I Have No Special Talents?

By Grace Gunavan. Grace lives in Tungerany, Indonesia. She is a student at IPEKA PLUS BSD. Please read her article and leave your thoughts and comments below.

I have always considered myself quite good at learning new stuff. Add in my never-ending curiosity and passion towards everything, you get someone who is quite good at a lot of things. I’m pretty good at the piano, my mathematics and science grades are quite good, and I can even play sports. But I have been only that, quite good at a lot of stuff. Not excellent, not bad. Just quite good. It’s quite useful, honestly, especially in school where you learn a wide variety of things.

But I always wonder, is that considered as a good or bad thing? I have been asked many times what I should take at university, and most times I don’t know how the answer that. I have taken countless aptitude tests, each time showing different results since I have a wide range of abilities and interests. I sometimes find myself envying people with something that they excel at. It’s quite impressive how they focus on just one thing and develop their abilities to a great extent, something I can’t really do. A lot of times, I have felt a lot of negative things towards my abilities because I can’t just seem to take one thing and master it.

Thinking about it though, you can’t really be the best at anything, because as you get better, a lot of people are getting better as well. The bar is always increasing. The only thing you can do is setting a new standard, as people have been doing for years. Humans are made to evolve, and that’s what we should aim to help happen. For example, someone first made the computer. That computer is developed into a laptop, tablet, and so on.

How to raise the standard then? Of course, you need to be good at a variety of things, creating more innovations by combining your knowledge in those areas of knowledge you have. Now that I’m good at. My curiosity has made me more knowledgeable in a lot of stuff, I have a wider perspective, and I am more experienced than most people.

“But what about universities? They demand us to focus on just one subject!” Curiosity is never useless. It helps you during presentations, essays, assignments, etc, where those random bits of knowledge can come in handy. Every subject is related to each other after all. You can’t just separate a subject from all others. Like how music is always connected to physics and math, the medical world with chemistry and psychology, etc.

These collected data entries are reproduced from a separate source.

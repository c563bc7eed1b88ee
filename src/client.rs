//! HTTP client for the image service.

use crate::error::{Result, StudioError};
use crate::normalize::{CanonicalResult, NormalizeContext, Normalizer};
use crate::operations::{extract_enhanced, OperationRequest, PromptEnhanceRequest};
use crate::poll::UrlProber;
use async_trait::async_trait;
use serde_json::Value;
use std::sync::Arc;
use std::time::{Duration, Instant};

/// Environment variable holding the API key.
pub const API_KEY_ENV: &str = "BRIA_API_KEY";
/// Environment variable overriding the API base URL.
pub const API_BASE_ENV: &str = "BRIA_API_BASE";
/// Production API base.
pub const DEFAULT_BASE_URL: &str = "https://engine.prod.bria-api.com/v1";

/// Upper bound for a single readiness probe.
pub const PROBE_TIMEOUT: Duration = Duration::from_secs(10);

const REQUEST_TIMEOUT: Duration = Duration::from_secs(120);

const API_TOKEN_HEADER: &str = "api_token";

/// Builder for [`StudioClient`].
#[derive(Clone)]
pub struct StudioClientBuilder {
    api_key: Option<String>,
    base_url: Option<String>,
    timeout: Duration,
    probe_timeout: Duration,
    normalizer: Option<Arc<Normalizer>>,
}

impl Default for StudioClientBuilder {
    fn default() -> Self {
        Self {
            api_key: None,
            base_url: None,
            timeout: REQUEST_TIMEOUT,
            probe_timeout: PROBE_TIMEOUT,
            normalizer: None,
        }
    }
}

impl std::fmt::Debug for StudioClientBuilder {
    fn fmt(&self, f: &mut std::fmt::Formatter<'_>) -> std::fmt::Result {
        f.debug_struct("StudioClientBuilder")
            .field("api_key", &self.api_key.as_ref().map(|_| "<redacted>"))
            .field("base_url", &self.base_url)
            .field("timeout", &self.timeout)
            .finish()
    }
}
//! Shadow synthesis under or behind a product.

use crate::error::Result;
use crate::operations::types::{non_empty, ImagePayload, ImageSource, ShadowType};
use serde::Serialize;

/// A request to add a shadow to a product image.
#[derive(Debug, Clone)]
pub struct ShadowRequest {
    /// Source image; must be set before submission.
    pub image: Option<ImagePayload>,
    /// Shadow style.
    pub shadow_type: ShadowType,
    /// Optional background; transparent when unset.
    pub background_color: Option<String>,
    /// Shadow color in hex.
    pub shadow_color: String,
    /// `[x, y]` offset in pixels.
    pub shadow_offset: [i32; 2],
    /// Intensity, 0-100.
    pub shadow_intensity: u8,
    /// Blur radius.
    pub shadow_blur: Option<u32>,
    /// Float shadow width adjustment.
    pub shadow_width: Option<i32>,
    /// Float shadow height adjustment.
    pub shadow_height: Option<i32>,
    /// Optional SKU identifier.
    pub sku: Option<String>,
    /// Remove the background even if the image already has alpha.
    pub force_rmbg: bool,
    /// Ask the service to moderate input and output.
    pub content_moderation: bool,
}

impl Default for ShadowRequest {
    fn default() -> Self {
        Self {
            image: None,
            shadow_type: ShadowType::Regular,
            background_color: None,
            shadow_color: "#000000".into(),
            shadow_offset: [0, 15],
            shadow_intensity: 60,
            shadow_blur: None,
            shadow_width: None,
            shadow_height: None,
            sku: None,
            force_rmbg: false,
            content_moderation: false,
        }
    }
}

impl ShadowRequest {
    /// Creates a request with default shadow settings and no image.
    pub fn new() -> Self {
        Self::default()
    }

    /// Uses uploaded image bytes, replacing any URL.
    pub fn with_image_bytes(mut self, data: Vec<u8>) -> Self {
        self.image = Some(ImagePayload::Bytes(data));
        self
    }

    /// Uses a remote image URL, replacing any bytes.
    pub fn with_image_url(mut self, url: impl Into<String>) -> Self {
        self.image = Some(ImagePayload::Url(url.into()));
        self
    }

    /// Sets the shadow style.
    pub fn with_shadow_type(mut self, shadow_type: ShadowType) -> Self {
        self.shadow_type = shadow_type;
        self
    }

    /// Sets a background color.
    pub fn with_background(mut self, color: impl Into<String>) -> Self {
        self.background_color = Some(color.into());
        self
    }

    /// Sets the shadow color.
    pub fn with_shadow_color(mut self, color: impl Into<String>) -> Self {
        self.shadow_color = color.into();
        self
    }

    /// Sets the shadow offset.
    pub fn with_offset(mut self, x: i32, y: i32) -> Self {
        self.shadow_offset = [x, y];
        self
    }

    /// Sets the intensity (clamped to 100).
    pub fn with_intensity(mut self, intensity: u8) -> Self {
        self.shadow_intensity = intensity.min(100);
        self
    }

    /// Sets the blur radius.
    pub fn with_blur(mut self, blur: u32) -> Self {
        self.shadow_blur = Some(blur);
        self
    }

    /// Sets float shadow dimensions.
    pub fn with_float_size(mut self, width: i32, height: i32) -> Self {
        self.shadow_width = Some(width);
        self.shadow_height = Some(height);
        self
    }

    /// Sets the SKU identifier.
    pub fn with_sku(mut self, sku: impl Into<String>) -> Self {
        self.sku = Some(sku.into());
        self
    }

    /// Enables content moderation.
    pub fn with_content_moderation(mut self, enabled: bool) -> Self {
        self.content_moderation = enabled;
        self
    }

    pub(crate) fn to_body(&self) -> Result<serde_json::Value> {
        let body = ShadowBody {
            source: ImageSource::from_payload(self.image.as_ref())?,
            shadow_type: self.shadow_type.as_str(),
            shadow_color: &self.shadow_color,
            shadow_intensity: self.shadow_intensity.min(100),
            shadow_offset: self.shadow_offset,
            force_rmbg: self.force_rmbg,
            content_moderation: self.content_moderation,
            background_color: non_empty(&self.background_color),
            shadow_blur: self.shadow_blur,
            shadow_width: self.shadow_width,
            shadow_height: self.shadow_height,
            sku: non_empty(&self.sku),
        };
        Ok(serde_json::to_value(body)?)
    }
}

#[derive(Debug, Serialize)]
struct ShadowBody<'a> {
    #[serde(flatten)]
    source: ImageSource,
    shadow_type: &'static str,
    shadow_color: &'a str,
    shadow_intensity: u8,
    shadow_offset: [i32; 2],
    force_rmbg: bool,
    content_moderation: bool,
    #[serde(skip_serializing_if = "Option::is_none")]
    background_color: Option<String>,
    #[serde(skip_serializing_if = "Option::is_none")]
    shadow_blur: Option<u32>,
    #[serde(skip_serializing_if = "Option::is_none")]
    shadow_width: Option<i32>,
    #[serde(skip_serializing_if = "Option::is_none")]
    shadow_height: Option<i32>,
    #[serde(skip_serializing_if = "Option::is_none")]
    sku: Option<String>,
}
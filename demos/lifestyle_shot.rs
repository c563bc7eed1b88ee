//! Lifestyle shot example - places a product photo in a described scene.
//!
//! Run with: `cargo run --example lifestyle_shot -- <product.png> "<scene>"`
//!
//! Requires `BRIA_API_KEY` environment variable.

use adsnap::{LifestyleTextRequest, PlacementSettings, StudioClient, StudioSession};

#[tokio::main]
async fn main() -> adsnap::Result<()> {
    let mut args = std::env::args().skip(1);
    let input_path = args.next().ok_or_else(|| {
        adsnap::StudioError::InvalidRequest("usage: lifestyle_shot <product.png> [scene]".into())
    })?;
    let scene = args
        .next()
        .unwrap_or_else(|| "on a marble kitchen counter, morning light".to_string());

    let product = std::fs::read(&input_path)?;

    let client = StudioClient::builder().build()?;
    let mut session = StudioSession::new(client);

    let request = LifestyleTextRequest::new(product, scene)
        .with_placement(PlacementSettings::automatic([1000, 1000]))
        .with_num_results(2);

    let result = session.execute(&request.into()).await?;
    for url in &result.ready_urls {
        println!("ready: {}", url);
    }

    // One manual recheck; anything still pending is left to the user.
    for url in session.recheck().await {
        println!("ready: {}", url);
    }
    let pending = session.pending_urls();
    if !pending.is_empty() {
        println!(
            "{} still pending, check later with: adsnap check {}",
            pending.len(),
            pending.join(" ")
        );
    }

    Ok(())
}
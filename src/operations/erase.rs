//! Foreground erasure: remove the subject and reconstruct what is behind it.

use crate::error::Result;
use crate::operations::types::{ImagePayload, ImageSource};
use serde::Serialize;

/// A request to erase an image's foreground.
#[derive(Debug, Clone, Default)]
pub struct EraseForegroundRequest {
    /// Source image; must be set before submission.
    pub image: Option<ImagePayload>,
    /// Ask the service to moderate input and output.
    pub content_moderation: bool,
}

impl EraseForegroundRequest {
    /// Creates a request from uploaded bytes.
    pub fn from_bytes(data: Vec<u8>) -> Self {
        Self {
            image: Some(ImagePayload::Bytes(data)),
            content_moderation: false,
        }
    }

    /// Creates a request from a remote URL.
    pub fn from_url(url: impl Into<String>) -> Self {
        Self {
            image: Some(ImagePayload::Url(url.into())),
            content_moderation: false,
        }
    }

    /// Enables content moderation.
    pub fn with_content_moderation(mut self, enabled: bool) -> Self {
        self.content_moderation = enabled;
        self
    }

    pub(crate) fn to_body(&self) -> Result<serde_json::Value> {
        let body = EraseBody {
            source: ImageSource::from_payload(self.image.as_ref())?,
            content_moderation: self.content_moderation,
        };
        Ok(serde_json::to_value(body)?)
    }
}

#[derive(Debug, Serialize)]
struct EraseBody {
    #[serde(flatten)]
    source: ImageSource,
    content_moderation: bool,
}
#![warn(missing_docs)]
//! AdSnap - product ad studio client for the Bria image API.
//!
//! Submit product-image operations (packshots, shadows, lifestyle shots,
//! generative fill, foreground erasure, HD text-to-image), normalize the
//! heterogeneous responses into ready and pending URLs, and poll pending
//! results until they exist.
//!
//! # Quick Start
//!
//! ```no_run
//! use adsnap::{HdGenerateRequest, StudioClient, StudioSession};
//!
//! #[tokio::main]
//! async fn main() -> adsnap::Result<()> {
//!     let client = StudioClient::builder().build()?;
//!     let mut session = StudioSession::new(client);
//!
//!     let request = HdGenerateRequest::new("A ceramic mug on a walnut desk")
//!         .with_num_results(2)
//!         .with_sync(false);
//!     let result = session.execute(&request.into()).await?;
//!     println!("ready: {:?}", result.ready_urls);
//!
//!     // Anything not ready after the automatic rounds can be rechecked.
//!     let more = session.recheck().await;
//!     println!("now ready: {:?}", more);
//!     Ok(())
//! }
//! ```
//!
//! # Features
//!
//! - `filters`: local basic filters (grayscale, sepia, high contrast, blur)
//! - `cli`: the `adsnap` command-line interface

mod error;

pub mod client;
pub mod normalize;
pub mod operations;
pub mod poll;
pub mod session;
pub mod workflow;

#[cfg(feature = "filters")]
pub mod filters;

// Re-export error types at crate root
pub use error::{Result, StudioError};

pub use client::{HttpProber, StudioClient, StudioClientBuilder};
pub use normalize::{CanonicalResult, NormalizeContext, Normalizer, ShapeRule};
pub use operations::{
    AspectRatio, EraseForegroundRequest, GenFillRequest, HdGenerateRequest, ImagePayload,
    LifestyleImageRequest, LifestyleTextRequest, ManualPlacement, MaskType, Medium,
    OperationKind, OperationRequest, PackshotRequest, PlacementSettings, PlacementType,
    PromptEnhanceRequest, ShadowRequest, ShadowType,
};
pub use poll::{PollState, Poller, UrlProber};
pub use session::StudioSession;
pub use workflow::{generate_ad_set, AdSet, AdSetConfig};

#[cfg(feature = "filters")]
pub use filters::{apply_filter, encode_png, BasicFilter};

/// Prelude for convenient imports.
pub mod prelude {
    pub use crate::client::StudioClient;
    pub use crate::error::{Result, StudioError};
    pub use crate::normalize::CanonicalResult;
    pub use crate::operations::{ImagePayload, OperationRequest};
    pub use crate::poll::UrlProber;
    pub use crate::session::StudioSession;
}
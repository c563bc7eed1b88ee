//! Generative fill: in-paint a masked region from a text prompt.

use crate::error::{Result, StudioError};
use crate::operations::types::{clamp_num_results, non_empty, require_bytes, MaskType};
use serde::Serialize;

/// A request to fill a masked region of an image.
#[derive(Debug, Clone)]
pub struct GenFillRequest {
    /// Source image.
    pub image: Vec<u8>,
    /// Grayscale mask; white marks the region to fill.
    pub mask: Vec<u8>,
    /// How the mask was produced.
    pub mask_type: MaskType,
    /// What to generate in the masked area.
    pub prompt: String,
    /// What to avoid.
    pub negative_prompt: Option<String>,
    /// Requested number of variations (sent clamped to 1-4).
    pub num_results: u32,
    /// Block until results are final.
    pub sync: bool,
    /// Seed for reproducible results.
    pub seed: Option<u64>,
    /// Ask the service to moderate input and output.
    pub content_moderation: bool,
}

impl GenFillRequest {
    /// Creates an asynchronous request for four variations.
    pub fn new(image: Vec<u8>, mask: Vec<u8>, prompt: impl Into<String>) -> Self {
        Self {
            image,
            mask,
            mask_type: MaskType::Manual,
            prompt: prompt.into(),
            negative_prompt: None,
            num_results: 4,
            sync: false,
            seed: None,
            content_moderation: false,
        }
    }

    /// Sets the mask type.
    pub fn with_mask_type(mut self, mask_type: MaskType) -> Self {
        self.mask_type = mask_type;
        self
    }

    /// Sets the negative prompt.
    pub fn with_negative_prompt(mut self, negative: impl Into<String>) -> Self {
        self.negative_prompt = Some(negative.into());
        self
    }

    /// Sets the requested number of variations.
    pub fn with_num_results(mut self, n: u32) -> Self {
        self.num_results = n;
        self
    }

    /// Sets synchronous mode.
    pub fn with_sync(mut self, sync: bool) -> Self {
        self.sync = sync;
        self
    }

    /// Sets the seed for deterministic generation.
    pub fn with_seed(mut self, seed: u64) -> Self {
        self.seed = Some(seed);
        self
    }

    /// Enables content moderation.
    pub fn with_content_moderation(mut self, enabled: bool) -> Self {
        self.content_moderation = enabled;
        self
    }

    pub(crate) fn to_body(&self) -> Result<serde_json::Value> {
        if self.prompt.trim().is_empty() {
            return Err(StudioError::InvalidRequest("prompt must not be empty".into()));
        }

        let body = GenFillBody {
            file: require_bytes("image", &self.image)?,
            mask_file: require_bytes("mask", &self.mask)?,
            mask_type: self.mask_type.as_str(),
            prompt: &self.prompt,
            num_results: clamp_num_results(self.num_results),
            sync: self.sync,
            content_moderation: self.content_moderation,
            negative_prompt: non_empty(&self.negative_prompt),
            seed: self.seed,
        };
        Ok(serde_json::to_value(body)?)
    }
}

#[derive(Debug, Serialize)]
struct GenFillBody<'a> {
    file: String,
    mask_file: String,
    mask_type: &'static str,
    prompt: &'a str,
    num_results: u32,
    sync: bool,
    content_moderation: bool,
    #[serde(skip_serializing_if = "Option::is_none")]
    negative_prompt: Option<String>,
    #[serde(skip_serializing_if = "Option::is_none")]
    seed: Option<u64>,
}
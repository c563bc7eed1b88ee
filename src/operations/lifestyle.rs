//! Lifestyle shots: a product composited into a generated scene, described
//! either by text or by a reference image.
//!
//! Placement fields are gated on [`PlacementType`]; the service rejects
//! fields that do not belong to the selected placement, so
//! [`PlacementSettings`] only ever emits the applicable ones.

use crate::error::{Result, StudioError};
use crate::operations::types::{
    clamp_num_results, encode_base64, non_empty, require_bytes, ManualPlacement, PlacementType,
};
use serde::Serialize;

/// Product placement inside the generated scene.
#[derive(Debug, Clone, PartialEq)]
pub struct PlacementSettings {
    /// Placement strategy.
    pub placement_type: PlacementType,
    /// Output size `[width, height]`.
    pub shot_size: [u32; 2],
    /// Positions for manual placement.
    pub manual_placement_selection: Vec<ManualPlacement>,
    /// Padding `[left, right, top, bottom]`.
    pub padding_values: [u32; 4],
    /// Product size `[width, height]` for custom coordinates.
    pub foreground_image_size: Option<[u32; 2]>,
    /// Product position `[x, y]` for custom coordinates.
    pub foreground_image_location: Option<[i32; 2]>,
}

impl Default for PlacementSettings {
    fn default() -> Self {
        Self {
            placement_type: PlacementType::Original,
            shot_size: [1000, 1000],
            manual_placement_selection: vec![ManualPlacement::UpperLeft],
            padding_values: [0, 0, 0, 0],
            foreground_image_size: None,
            foreground_image_location: None,
        }
    }
}

impl PlacementSettings {
    /// Keeps the product where it is.
    pub fn original() -> Self {
        Self::default()
    }

    /// Lets the service choose placements for the given shot size.
    pub fn automatic(shot_size: [u32; 2]) -> Self {
        Self {
            placement_type: PlacementType::Automatic,
            shot_size,
            ..Self::default()
        }
    }

    /// Places the product at named positions.
    pub fn manual(shot_size: [u32; 2], positions: Vec<ManualPlacement>) -> Self {
        Self {
            placement_type: PlacementType::ManualPlacement,
            shot_size,
            manual_placement_selection: positions,
            ..Self::default()
        }
    }

    /// Pads the product by `[left, right, top, bottom]` pixels.
    pub fn padding(padding_values: [u32; 4]) -> Self {
        Self {
            placement_type: PlacementType::ManualPadding,
            padding_values,
            ..Self::default()
        }
    }

    /// Places the product at an explicit size and location.
    pub fn custom(shot_size: [u32; 2], size: [u32; 2], location: [i32; 2]) -> Self {
        Self {
            placement_type: PlacementType::CustomCoordinates,
            shot_size,
            foreground_image_size: Some(size),
            foreground_image_location: Some(location),
            ..Self::default()
        }
    }

    fn wire(&self) -> PlacementFields {
        let kind = self.placement_type;
        let selection = if self.manual_placement_selection.is_empty() {
            vec![ManualPlacement::UpperLeft]
        } else {
            self.manual_placement_selection.clone()
        };

        PlacementFields {
            placement_type: kind.as_str(),
            shot_size: kind.uses_shot_size().then_some(self.shot_size),
            manual_placement_selection: kind
                .uses_manual_selection()
                .then(|| selection.iter().map(|p| p.as_str()).collect()),
            padding_values: kind.uses_padding().then_some(self.padding_values),
            foreground_image_size: self
                .foreground_image_size
                .filter(|_| kind.uses_foreground_geometry()),
            foreground_image_location: self
                .foreground_image_location
                .filter(|_| kind.uses_foreground_geometry()),
        }
    }
}

#[derive(Debug, Serialize)]
struct PlacementFields {
    placement_type: &'static str,
    #[serde(skip_serializing_if = "Option::is_none")]
    shot_size: Option<[u32; 2]>,
    #[serde(skip_serializing_if = "Option::is_none")]
    manual_placement_selection: Option<Vec<&'static str>>,
    #[serde(skip_serializing_if = "Option::is_none")]
    padding_values: Option<[u32; 4]>,
    #[serde(skip_serializing_if = "Option::is_none")]
    foreground_image_size: Option<[u32; 2]>,
    #[serde(skip_serializing_if = "Option::is_none")]
    foreground_image_location: Option<[i32; 2]>,
}

/// Fields shared by both lifestyle variants.
#[derive(Debug, Serialize)]
struct CommonFields {
    num_results: u32,
    sync: bool,
    original_quality: bool,
    force_rmbg: bool,
    content_moderation: bool,
    #[serde(skip_serializing_if = "Option::is_none")]
    sku: Option<String>,
}

/// A lifestyle shot driven by a scene description.
#[derive(Debug, Clone)]
pub struct LifestyleTextRequest {
    /// Product photo.
    pub image: Vec<u8>,
    /// Text description of the scene.
    pub scene_description: String,
    /// Product placement.
    pub placement: PlacementSettings,
    /// Requested number of results (sent clamped to 1-4).
    pub num_results: u32,
    /// Block until results are final.
    pub sync: bool,
    /// Faster, lower-fidelity mode.
    pub fast: bool,
    /// Let the service rewrite the scene description.
    pub optimize_description: bool,
    /// Keep the source resolution.
    pub original_quality: bool,
    /// Elements to keep out of the scene. Only honored when `fast` is off.
    pub exclude_elements: Option<String>,
    /// Optional SKU identifier.
    pub sku: Option<String>,
    /// Remove the background even if the image already has alpha.
    pub force_rmbg: bool,
    /// Ask the service to moderate input and output.
    pub content_moderation: bool,
}

impl LifestyleTextRequest {
    /// Creates an asynchronous request for four results.
    pub fn new(image: Vec<u8>, scene_description: impl Into<String>) -> Self {
        Self {
            image,
            scene_description: scene_description.into(),
            placement: PlacementSettings::default(),
            num_results: 4,
            sync: false,
            fast: true,
            optimize_description: true,
            original_quality: false,
            exclude_elements: None,
            sku: None,
            force_rmbg: false,
            content_moderation: false,
        }
    }

    /// Sets the placement.
    pub fn with_placement(mut self, placement: PlacementSettings) -> Self {
        self.placement = placement;
        self
    }

    /// Sets the requested number of results.
    pub fn with_num_results(mut self, n: u32) -> Self {
        self.num_results = n;
        self
    }

    /// Sets synchronous mode.
    pub fn with_sync(mut self, sync: bool) -> Self {
        self.sync = sync;
        self
    }

    /// Sets fast mode.
    pub fn with_fast(mut self, fast: bool) -> Self {
        self.fast = fast;
        self
    }

    /// Sets elements to exclude (requires fast mode off).
    pub fn with_exclude_elements(mut self, elements: impl Into<String>) -> Self {
        self.exclude_elements = Some(elements.into());
        self
    }

    /// Sets the SKU identifier.
    pub fn with_sku(mut self, sku: impl Into<String>) -> Self {
        self.sku = Some(sku.into());
        self
    }

    /// Enables content moderation.
    pub fn with_content_moderation(mut self, enabled: bool) -> Self {
        self.content_moderation = enabled;
        self
    }

    pub(crate) fn to_body(&self) -> Result<serde_json::Value> {
        if self.scene_description.trim().is_empty() {
            return Err(StudioError::InvalidRequest(
                "scene description must not be empty".into(),
            ));
        }

        let body = LifestyleTextBody {
            file: require_bytes("image", &self.image)?,
            scene_description: &self.scene_description,
            placement: self.placement.wire(),
            common: CommonFields {
                num_results: clamp_num_results(self.num_results),
                sync: self.sync,
                original_quality: self.original_quality,
                force_rmbg: self.force_rmbg,
                content_moderation: self.content_moderation,
                sku: non_empty(&self.sku),
            },
            fast: self.fast,
            optimize_description: self.optimize_description,
            exclude_elements: if self.fast {
                None
            } else {
                non_empty(&self.exclude_elements)
            },
        };
        Ok(serde_json::to_value(body)?)
    }
}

Eventually, you’ll go to a bigger place where there are always people better than you at something, no matter how smart you are. But, they might not have as many abilities and as much knowledge as you do.

These days, businesses and industries demand more all-rounders. As researchers, they are useful because they know more aspects connected to the research subject. They also become better leaders because they can see from different perspectives, therefore they make fairer, better decisions.

And so I came to realize, curiosity and passion itself is a special talent.